As the University finalizes its plans for the fall, Yale has launched a coronavirus screening program to offer free viral testing for all students, faculty and staff.
Yale is ramping up its testing capabilities to provide greater coverage for members of the community and surveil the potential spread of the virus on campus. The screening initiative institutes preventative systems in place as phase one of research reactivation commences and the campus braces itself to resume increased levels of activity.
Tests can be scheduled online using the Yale NetID and are administered through drive-thru and walk-in services. According to the screening initiative’s website, results are delivered through MyChart, Yale Health’s online patient portal, from 48 to 72 hours after testing.

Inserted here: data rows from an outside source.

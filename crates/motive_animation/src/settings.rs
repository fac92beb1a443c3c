//! Animation host settings
//!
//! Settings can be built in code or loaded from a TOML document:
//!
//! ```toml
//! supports_scroll_animations = true
//! transition_duration = 0.25
//! transition_properties = ["opacity", "transform"]
//!
//! [scroll]
//! constant_duration = 0.15
//! inverse_delta_ramp_start = 120.0
//! ```
//!
//! Every field has a default, so an empty document is valid.

use motive_core::TargetProperty;
use serde::{Deserialize, Serialize};

use crate::error::SettingsError;

/// Top-level settings passed to [`crate::AnimationHost::new`]
#[derive(Clone, Debug, PartialEq, Deserialize, Serialize)]
pub struct AnimationSettings {
    /// Whether scroll offset animations may be created
    #[serde(default = "default_true")]
    pub supports_scroll_animations: bool,
    /// Default duration of player transitions, in seconds
    #[serde(default = "default_transition_duration")]
    pub transition_duration: f64,
    /// Properties new players transition instead of applying at once
    #[serde(default)]
    pub transition_properties: Vec<TargetProperty>,
    /// Duration model of scroll offset curves
    #[serde(default)]
    pub scroll: ScrollCurveSettings,
}

/// Constants of the scroll offset curve duration model (seconds and pixels)
#[derive(Clone, Copy, Debug, PartialEq, Deserialize, Serialize)]
pub struct ScrollCurveSettings {
    /// Duration used by the constant duration behavior
    #[serde(default = "default_constant_duration")]
    pub constant_duration: f64,
    /// Upper bound of the delta-based duration behavior
    #[serde(default = "default_delta_based_max_duration")]
    pub delta_based_max_duration: f64,
    /// Scroll distance at which the inverse-delta ramp starts
    #[serde(default = "default_inverse_delta_ramp_start")]
    pub inverse_delta_ramp_start: f64,
    /// Scroll distance at which the inverse-delta ramp ends
    #[serde(default = "default_inverse_delta_ramp_end")]
    pub inverse_delta_ramp_end: f64,
    /// Shortest inverse-delta duration (reached at the end of the ramp)
    #[serde(default = "default_inverse_delta_min_duration")]
    pub inverse_delta_min_duration: f64,
    /// Longest inverse-delta duration (used before the ramp starts)
    #[serde(default = "default_inverse_delta_max_duration")]
    pub inverse_delta_max_duration: f64,
}

fn default_true() -> bool {
    true
}

fn default_transition_duration() -> f64 {
    0.3
}

fn default_constant_duration() -> f64 {
    9.0 / 60.0
}

fn default_delta_based_max_duration() -> f64 {
    12.0 / 60.0
}

fn default_inverse_delta_ramp_start() -> f64 {
    120.0
}

fn default_inverse_delta_ramp_end() -> f64 {
    480.0
}

fn default_inverse_delta_min_duration() -> f64 {
    6.0 / 60.0
}

fn default_inverse_delta_max_duration() -> f64 {
    12.0 / 60.0
}

impl Default for AnimationSettings {
    fn default() -> Self {
        Self {
            supports_scroll_animations: default_true(),
            transition_duration: default_transition_duration(),
            transition_properties: Vec::new(),
            scroll: ScrollCurveSettings::default(),
        }
    }
}

impl Default for ScrollCurveSettings {
    fn default() -> Self {
        Self {
            constant_duration: default_constant_duration(),
            delta_based_max_duration: default_delta_based_max_duration(),
            inverse_delta_ramp_start: default_inverse_delta_ramp_start(),
            inverse_delta_ramp_end: default_inverse_delta_ramp_end(),
            inverse_delta_min_duration: default_inverse_delta_min_duration(),
            inverse_delta_max_duration: default_inverse_delta_max_duration(),
        }
    }
}

impl AnimationSettings {
    /// Parse and validate settings from a TOML document
    pub fn from_toml_str(source: &str) -> Result<Self, SettingsError> {
        let settings: AnimationSettings = toml::from_str(source)?;
        settings.validate()?;
        Ok(settings)
    }

    pub fn validate(&self) -> Result<(), SettingsError> {
        non_negative("transition_duration", self.transition_duration)?;
        // Scroll offsets have no keyframed curve to transition with
        if self.transition_properties.contains(&TargetProperty::ScrollOffset) {
            return Err(SettingsError::Invalid {
                field: "transition_properties",
                reason: "scroll_offset cannot be transitioned".to_string(),
            });
        }
        self.scroll.validate()
    }
}

impl ScrollCurveSettings {
    pub fn validate(&self) -> Result<(), SettingsError> {
        non_negative("scroll.constant_duration", self.constant_duration)?;
        non_negative(
            "scroll.delta_based_max_duration",
            self.delta_based_max_duration,
        )?;
        non_negative(
            "scroll.inverse_delta_min_duration",
            self.inverse_delta_min_duration,
        )?;
        if self.inverse_delta_max_duration < self.inverse_delta_min_duration {
            return Err(SettingsError::Invalid {
                field: "scroll.inverse_delta_max_duration",
                reason: "must not be below inverse_delta_min_duration".to_string(),
            });
        }
        if self.inverse_delta_ramp_end <= self.inverse_delta_ramp_start {
            return Err(SettingsError::Invalid {
                field: "scroll.inverse_delta_ramp_end",
                reason: "must be greater than inverse_delta_ramp_start".to_string(),
            });
        }
        Ok(())
    }
}

fn non_negative(field: &'static str, value: f64) -> Result<(), SettingsError> {
    if value.is_finite() && value >= 0.0 {
        Ok(())
    } else {
        Err(SettingsError::Invalid {
            field,
            reason: format!("expected a non-negative number, got {value}"),
        })
    }
}

#[cfg(test)]
mod tests {
    use super::*;

    #[test]
    fn test_empty_document_uses_defaults() {
        let settings = AnimationSettings::from_toml_str("").unwrap();
        assert_eq!(settings, AnimationSettings::default());
        assert!(settings.supports_scroll_animations);
    }

    #[test]
    fn test_partial_document() {
        let settings = AnimationSettings::from_toml_str(
            r#"
            transition_duration = 0.5

            [scroll]
            constant_duration = 0.2
            "#,
        )
        .unwrap();
        assert_eq!(settings.transition_duration, 0.5);
        assert_eq!(settings.scroll.constant_duration, 0.2);
        assert_eq!(settings.scroll.inverse_delta_ramp_end, 480.0);
    }

    #[test]
    fn test_rejects_out_of_range_values() {
        let err = AnimationSettings::from_toml_str("transition_duration = -1.0").unwrap_err();
        assert!(matches!(
            err,
            SettingsError::Invalid {
                field: "transition_duration",
                ..
            }
        ));

        let err = AnimationSettings::from_toml_str(
            "[scroll]\ninverse_delta_ramp_start = 500.0\ninverse_delta_ramp_end = 100.0",
        )
        .unwrap_err();
        assert!(err.to_string().contains("inverse_delta_ramp_end"));
    }

    #[test]
    fn test_transition_properties_by_name() {
        let settings = AnimationSettings::from_toml_str(
            r#"transition_properties = ["opacity", "background_color"]"#,
        )
        .unwrap();
        assert_eq!(
            settings.transition_properties,
            vec![TargetProperty::Opacity, TargetProperty::BackgroundColor]
        );

        let err = AnimationSettings::from_toml_str(r#"transition_properties = ["scroll_offset"]"#)
            .unwrap_err();
        assert!(matches!(
            err,
            SettingsError::Invalid {
                field: "transition_properties",
                ..
            }
        ));
        let err = AnimationSettings::from_toml_str(r#"transition_properties = ["width"]"#)
            .unwrap_err();
        assert!(matches!(err, SettingsError::Parse(_)));
    }

    #[test]
    fn test_rejects_malformed_toml() {
        let err = AnimationSettings::from_toml_str("transition_duration = \"fast\"").unwrap_err();
        assert!(matches!(err, SettingsError::Parse(_)));
    }
}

“Yale’s goal, unless we have a bad epidemic or resurgence, is to try to open at the end of August,” said Dr. Albert Ko, Department Chair and Professor of Epidemiology at the Yale School of Public Health. “The University is creating that testing capacity so that they can screen students and understand how many tests need to be done to keep everyone safe.”
As a member of Yale’s COVID-19 Public Health Committee and the Reopen Connecticut Advisory Group, Ko has followed the state’s progress through the first and second phases of reopening. While there is still transmission, it is at much lower levels, he said.
Richard Martinello, associate professor at the Yale School of Medicine, infectious disease specialist and another member of Yale’s COVID-19 Public Health Committee, said that “in New Haven we have now fewer than 50 patients with COVID who are currently hospitalized, and that’s down from over 450 back in April.”
Martinello told the News that Yale’s testing capabilities have been significantly scaled up since the onset of the pandemic.
“There has been an enormous amount of work being done within the School of Medicine and the hospital to ensure that there is sufficient availability of testing,” he said. “In March, we weren’t able to support a great deal of testing because of the availability of reagents… We now have the capacity to perform over 1000 tests per day, and we expect that that capacity is going to greatly increase over the next number of months.”
To ensure that there are enough tests to meet the community’s demand, Paul Genecin, Chief Executive Officer of Yale Health and Clinical Associate Professor of Medicine, said that Yale has signed contracts with lab vendors who will supply appropriate test kits and prepare contingency plans should shortages arise. Nevertheless, in an email he wrote to the News, he added that “while we feel the risk of shortages is low (and substantially improved from earlier in the spring), we are not protected from national shortages that may impact our lab partners.”
“In most cases, for asymptomatic testing, the sample will be a nasal self-swab with observation performed at Yale-based test sites around the campus and sent out to a lab,” Genecin said.
He added that deeper nasopharyngeal collection, which involves introducing a swab through the nostril towards the back of the throat, will be performed for individuals who have symptoms. Both samples are processed using PCR technology, which detects the genetic material enclosed in the virus.
According to Ko, Yale decided to self-administer tests to limit health workers’ exposure to the virus in testing centers. While discussing different testing methods available, he pointed out that “the most important test is the PCR test.” According to him, “that’s important because [people who test positive] have an active infection and are [the ones] we would like to isolate.”
Ko also clarified that the serological, or antibody, test is more useful as a public health tool than for a patient.
“That [test] is useful to give us an idea of how much the infection has spread so that we can figure out better, more targeted ways to prevent infections in the future,” he said. “I know a lot of people have been using these tests thinking that if they were infected they are immune, but we don’t know that as of yet.”
Although serology tests can identify those who have been exposed to SARS-CoV-2, Martinello noted that whether or not those antibodies confer long-term immunity remains unknown. He said that while there has been some promising results in animal testing, “we are still waiting to see human data that is convincing and shows us that the presence of antibodies is protective.”
While Genecin said he believes that the ideal testing scenario would involve everyone having test kits at home and self-testing every day, he acknowledged testing kits are nowhere close to sufficient for that to happen. Because of that, Yale will be “targeting asymptomatic testing to higher risk populations, and higher-risk circumstances,” while recommending safety precautions, including daily symptom checks, Genecin explained.
Lily Kofke MPH’21 got tested in a center unaffiliated to Yale upon her return to New Haven, and told the News she thinks “an increase in testing is critical for a safer and preventative-focused on-campus experience.”
“I would feel much better returning to classes if I knew there was mandatory testing for everyone on campus,” she said. “Medical, educational, and mental health related resources should be made widely available to all members of the Yale and New Haven community.”
Martinello addressed the need to compound an increase in testing with other initiatives, such as the isolation of infected individuals, in order to protect the community from widespread transmission of the virus.
“Any time that testing or any other screening is being done to identify individuals who may be contagious, it also needs to be linked with an action,” Martinello said. He told the News that, to prevent further propagation of the virus across Yale and New Haven, it is important that “[contaminated] individuals are able to self-isolate and keep themselves apart from other people within the community.”
The current Yale Health testing site is located at the Prospect-Sachem garage.